You are viewing a plain text version of this content. The canonical link for it is here.
Posted to user@flink.apache.org by Ken Krugler <kk...@transpac.com> on 2018/03/21 22:29:10 UTC

InterruptedException when async function is cancelled

Hi all,

When I cancel a job that has async functions, I see this sequence in the TaskManager logs:

2018-03-21 14:51:34,471 INFO  org.apache.flink.runtime.taskmanager.Task                     - Attempting to cancel task AsyncFunctionName (1/1) (fcb7bbe7cd89f1167f8a656b0f2fdaf9).
2018-03-21 14:51:34,471 INFO  org.apache.flink.runtime.taskmanager.Task                     - AsyncFunctionName (1/1) (fcb7bbe7cd89f1167f8a656b0f2fdaf9) switched from RUNNING to CANCELING.
2018-03-21 14:51:34,471 INFO  org.apache.flink.runtime.taskmanager.Task                     - Triggering cancellation of task code AsyncFunctionName (1/1) (fcb7bbe7cd89f1167f8a656b0f2fdaf9).

And then less than a second later...

2018-03-21 14:51:35,315 ERROR org.apache.flink.streaming.runtime.tasks.StreamTask           - Could not shut down timer service
java.lang.InterruptedException
	at java.util.concurrent.locks.AbstractQueuedSynchronizer$ConditionObject.awaitNanos(AbstractQueuedSynchronizer.java:2067)
	at java.util.concurrent.ThreadPoolExecutor.awaitTermination(ThreadPoolExecutor.java:1465)
	at org.apache.flink.streaming.runtime.tasks.SystemProcessingTimeService.shutdownAndAwaitPending(SystemProcessingTimeService.java:197)
	at org.apache.flink.streaming.runtime.tasks.StreamTask.invoke(StreamTask.java:317)
	at org.apache.flink.runtime.taskmanager.Task.run(Task.java:718)
	at java.lang.Thread.run(Thread.java:747)

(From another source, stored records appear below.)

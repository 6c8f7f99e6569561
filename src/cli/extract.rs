//! Extract command implementation

use clap::Parser;
use indicatif::{ProgressBar, ProgressStyle};
use std::path::{Path, PathBuf};
use std::sync::Arc;
use tracing::{info, warn};

use super::{parse_percentage, parse_utc_offset, Cli, CliError, OutputFormat};
use crate::analysis::{
    AnalysisPass, OutOfHoursConfig, OutOfHoursPass, QualityConfig, QualityPass,
    TrendConfig, TrendPass,
};
use crate::coordinator::{ExtractionCoordinator, ExtractionOutcome, ProgressCallback, RateLimiter};
use crate::dataset::AggregatedDataset;
use crate::fetcher::SeriesFetcher;
use crate::output::{CsvDatasetWriter, CsvFindingsWriter, DatasetWriter, FindingsWriter, OutputWriter};
use crate::registry::ParameterRegistry;
use crate::shutdown::SharedShutdown;
use crate::{ExtractedSeries, ExtractionConfig, Granularity};

/// Parameter analysed when `--analysis-param` is not given and the config requests it
const DEFAULT_ANALYSIS_PARAMETER: &str = "EACTIVE";

/// Arguments for the extract command
#[derive(Parser, Debug)]
pub struct ExtractArgs {
    /// Extraction config file (JSON)
    pub config: PathBuf,

    /// Directory for the dataset and findings CSV files
    #[arg(long, default_value = "output")]
    pub output_dir: PathBuf,

    /// Parameter the analyses run on (default: EACTIVE if requested, else the first parameter)
    #[arg(long)]
    pub analysis_param: Option<String>,

    /// Write the dataset only
    #[arg(long, default_value_t = false)]
    pub skip_analysis: bool,

    /// Minimum completeness in percent before a device is flagged
    #[arg(long, default_value = "90", value_parser = parse_percentage)]
    pub completeness_threshold: f64,

    /// Maximum share of zero readings in percent
    #[arg(long, default_value = "10", value_parser = parse_percentage)]
    pub max_zero_ratio: f64,

    /// Maximum share of negative readings in percent
    #[arg(long, default_value = "0", value_parser = parse_percentage)]
    pub max_negative_ratio: f64,

    /// Number of equal periods compared by the trend analysis
    #[arg(long, default_value = "2", value_parser = clap::value_parser!(u32).range(2..=366))]
    pub trend_periods: u32,

    /// Percentage change above which a trend is flagged
    #[arg(long, default_value = "10", value_parser = parse_percentage)]
    pub trend_threshold: f64,

    /// First working hour (inclusive)
    #[arg(long, default_value = "7", value_parser = clap::value_parser!(u32).range(0..=23))]
    pub working_start_hour: u32,

    /// End of working hours (exclusive)
    #[arg(long, default_value = "19", value_parser = clap::value_parser!(u32).range(1..=24))]
    pub working_end_hour: u32,

    /// Out-of-hours share of the daily total above which a day is flagged
    #[arg(long, default_value = "30", value_parser = parse_percentage)]
    pub out_of_hours_threshold: f64,

    /// Fixed UTC offset for local days and hours (e.g. +01:00)
    #[arg(long, default_value = "+00:00", value_parser = parse_utc_offset, allow_hyphen_values = true)]
    pub utc_offset: chrono::FixedOffset,

    /// Do not flag days only because out-of-hours exceeds working-hours consumption
    #[arg(long, default_value_t = false)]
    pub no_flag_exceeds_working: bool,
}

/// Rows written for one findings table
#[derive(Debug, Clone, serde::Serialize)]
struct FindingsReport {
    pass: &'static str,
    path: PathBuf,
    rows: usize,
    flagged: usize,
}

impl ExtractArgs {
    /// Run the extraction, write outputs and print the summary
    pub async fn execute(&self, cli: &Cli, shutdown: SharedShutdown) -> Result<(), CliError> {
        let registry = Arc::new(ParameterRegistry::load_embedded()?);
        let config = ExtractionConfig::load(&self.config, &registry)?;
        let plan = match self.analysis_parameter(&config)? {
            Some(parameter) => Some(self.analysis_plan(&parameter, config.granularity())?),
            None => None,
        };

        if let Some(addr) = cli.metrics_addr {
            crate::metrics::init_metrics(addr).await?;
        }

        info!(
            "Extracting {} series ({}, {}) with concurrency {}",
            config.devices().len(),
            config.granularity(),
            config.date_range(),
            cli.concurrency
        );

        let fetcher = SeriesFetcher::from_settings(
            &config,
            registry,
            cli.http_settings(),
            Arc::new(RateLimiter::default()),
        )?;

        let progress = create_progress_bar(config.devices().len() as u64, cli.output_format);
        let callback: ProgressCallback = {
            let progress = progress.clone();
            Arc::new(move |series: &ExtractedSeries| {
                progress.set_message(format!("{} ({})", series.name, series.status.label()));
                progress.inc(1);
            })
        };

        let coordinator = ExtractionCoordinator::new(Arc::new(fetcher), cli.coordinator_settings())
            .with_shutdown(shutdown)
            .with_progress(callback);
        let outcome = coordinator.extract(&config).await;
        progress.finish_and_clear();

        std::fs::create_dir_all(&self.output_dir).map_err(|e| {
            CliError::InvalidArgument(format!(
                "Failed to create output directory {}: {e}",
                self.output_dir.display()
            ))
        })?;

        let dataset_path = self.output_dir.join(dataset_file_name(&outcome.dataset));
        let mut writer = CsvDatasetWriter::new(&dataset_path)?;
        let rows = writer.write_dataset(&outcome.dataset)?;
        writer.close()?;
        info!("Dataset written: {} rows to {}", rows, dataset_path.display());

        let reports = match &plan {
            Some(plan) => plan.run(&outcome.dataset, &self.output_dir)?,
            None => Vec::new(),
        };

        match cli.output_format {
            OutputFormat::Json => output_json(&outcome, &dataset_path, rows, &reports),
            OutputFormat::Human => output_human(&outcome, &dataset_path, rows, &reports),
        }

        match &outcome.summary.aggregate_failure {
            Some(failure) => Err(CliError::ExtractionFailed(failure.to_string())),
            None => Ok(()),
        }
    }

    /// Pick the analysed parameter; `None` when analyses are skipped
    fn analysis_parameter(&self, config: &ExtractionConfig) -> Result<Option<String>, CliError> {
        if self.skip_analysis {
            return Ok(None);
        }
        match &self.analysis_param {
            Some(parameter) if config.parameters().contains(parameter) => Ok(Some(parameter.clone())),
            Some(parameter) => Err(CliError::InvalidArgument(format!(
                "analysis parameter {parameter} is not among the requested params"
            ))),
            None if config.parameters().contains(DEFAULT_ANALYSIS_PARAMETER) => {
                Ok(Some(DEFAULT_ANALYSIS_PARAMETER.to_string()))
            }
            None => Ok(config.parameters().iter().next().cloned()),
        }
    }

    /// Build and validate the pass configs before any request is sent
    fn analysis_plan(&self, parameter: &str, granularity: Granularity) -> Result<AnalysisPlan, CliError> {
        let quality = QualityConfig {
            completeness_threshold: self.completeness_threshold,
            max_zero_ratio: self.max_zero_ratio,
            max_negative_ratio: self.max_negative_ratio,
            ..QualityConfig::new(parameter)
        };
        quality.validate()?;

        let trend = TrendConfig {
            periods: self.trend_periods as usize,
            threshold: self.trend_threshold,
            ..TrendConfig::new(parameter)
        };
        trend.validate()?;

        let out_of_hours = OutOfHoursConfig {
            working_start_hour: self.working_start_hour,
            working_end_hour: self.working_end_hour,
            threshold: self.out_of_hours_threshold,
            utc_offset: self.utc_offset,
            flag_when_exceeds_working: !self.no_flag_exceeds_working,
            ..OutOfHoursConfig::new(parameter)
        };
        out_of_hours.validate()?;

        let out_of_hours = if granularity == Granularity::Hourly {
            Some(out_of_hours)
        } else {
            warn!("Skipping out-of-hours analysis: it needs hourly data");
            None
        };

        Ok(AnalysisPlan {
            quality,
            trend,
            out_of_hours,
        })
    }
}

/// Validated pass configs for one run
#[derive(Debug, Clone)]
struct AnalysisPlan {
    quality: QualityConfig,
    trend: TrendConfig,
    out_of_hours: Option<OutOfHoursConfig>,
}

impl AnalysisPlan {
    fn run(&self, dataset: &AggregatedDataset, output_dir: &Path) -> Result<Vec<FindingsReport>, CliError> {
        let mut reports = vec![
            run_pass(&QualityPass, dataset, &self.quality, output_dir)?,
            run_pass(&TrendPass, dataset, &self.trend, output_dir)?,
        ];
        if let Some(out_of_hours) = &self.out_of_hours {
            reports.push(run_pass(&OutOfHoursPass, dataset, out_of_hours, output_dir)?);
        }
        Ok(reports)
    }
}

fn run_pass<P: AnalysisPass>(
    pass: &P,
    dataset: &AggregatedDataset,
    config: &P::Config,
    output_dir: &Path,
) -> Result<FindingsReport, CliError> {
    let rows = pass.analyze(dataset, config)?;
    let path = output_dir.join(format!("{}_findings.csv", pass.name()));

    let mut writer = CsvFindingsWriter::<P::Metrics>::new(&path)?;
    writer.write_rows(&rows)?;
    writer.close()?;

    let flagged = rows.iter().filter(|row| row.flagged).count();
    info!("{} analysis: {} rows, {} flagged", pass.name(), rows.len(), flagged);

    Ok(FindingsReport {
        pass: pass.name(),
        path,
        rows: rows.len(),
        flagged,
    })
}

fn dataset_file_name(dataset: &AggregatedDataset) -> String {
    let range = dataset.range();
    format!(
        "energy_data_{}_{}_{}.csv",
        dataset.granularity(),
        range.start().format("%Y%m%d"),
        range.end().format("%Y%m%d")
    )
}

fn output_json(outcome: &ExtractionOutcome, dataset_path: &Path, rows: u64, reports: &[FindingsReport]) {
    let status = match outcome.summary.aggregate_failure {
        Some(_) => "failed",
        None => "success",
    };
    let output = serde_json::json!({
        "status": status,
        "elapsed_secs": outcome.elapsed.as_secs_f64(),
        "dataset": {
            "path": dataset_path,
            "rows": rows,
            "summary": outcome.dataset.summary(),
        },
        "extraction": outcome.summary,
        "findings": reports,
    });
    println!("{output}");
}

fn output_human(outcome: &ExtractionOutcome, dataset_path: &Path, rows: u64, reports: &[FindingsReport]) {
    let summary = &outcome.summary;
    let dataset = outcome.dataset.summary();

    println!("\nExtraction finished in {:.1}s", outcome.elapsed.as_secs_f64());
    println!(
        "Devices: {} total, {} ok, {} partial, {} failed",
        summary.total,
        summary.succeeded,
        summary.partial.len(),
        summary.failed.len()
    );
    println!("Success rate: {:.1}%", dataset.success_rate);
    println!(
        "Dataset: {} ({} rows, {} with values)",
        dataset_path.display(),
        rows,
        dataset.present_records
    );

    for device in &summary.partial {
        println!("  partial: {} [{}] {}: {}", device.name, device.device_id, device.parameter, device.reason);
    }
    for device in &summary.failed {
        eprintln!("  failed: {} [{}] {}: {}", device.name, device.device_id, device.parameter, device.reason);
    }

    for report in reports {
        println!(
            "{}: {} rows, {} flagged -> {}",
            report.pass,
            report.rows,
            report.flagged,
            report.path.display()
        );
    }

    if let Some(failure) = &summary.aggregate_failure {
        eprintln!("\nExtraction failed: {failure}");
    }
}

/// Create progress bar with style; hidden for JSON output
fn create_progress_bar(total: u64, format: OutputFormat) -> ProgressBar {
    if format == OutputFormat::Json {
        return ProgressBar::hidden();
    }

    let pb = ProgressBar::new(total);
    if let Ok(style) = ProgressStyle::default_bar()
        .template("{spinner:.green} [{elapsed_precise}] [{bar:40.cyan/blue}] {pos}/{len} ({percent}%) {msg}")
    {
        pb.set_style(style.progress_chars("#>-"));
    }
    pb.set_message("Fetching series");
    pb
}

Followed shortly thereafter by a call to the async function’s close() method, which logs:

2018-03-21 14:51:35,334 DEBUG com.scaleunlimited.utils.ThreadedExecutor                  - Shutting down the AsyncFunctionName thread pool 

And finally…

2018-03-21 14:51:35,340 INFO  org.apache.flink.runtime.taskmanager.Task                     - AsyncFunctionName (1/1) (fcb7bbe7cd89f1167f8a656b0f2fdaf9) switched from CANCELING to CANCELED.
2018-03-21 14:51:35,340 INFO  org.apache.flink.runtime.taskmanager.Task                     - Freeing task resources for AsyncFunctionName (1/1) (fcb7bbe7cd89f1167f8a656b0f2fdaf9).

I’ve looked through the code, and I don’t see any place where I’m interrupting any threads. When I shut down my own thread pool, interrupts will be generated, but only for threads used by my pool, and this happens after the InterruptedException.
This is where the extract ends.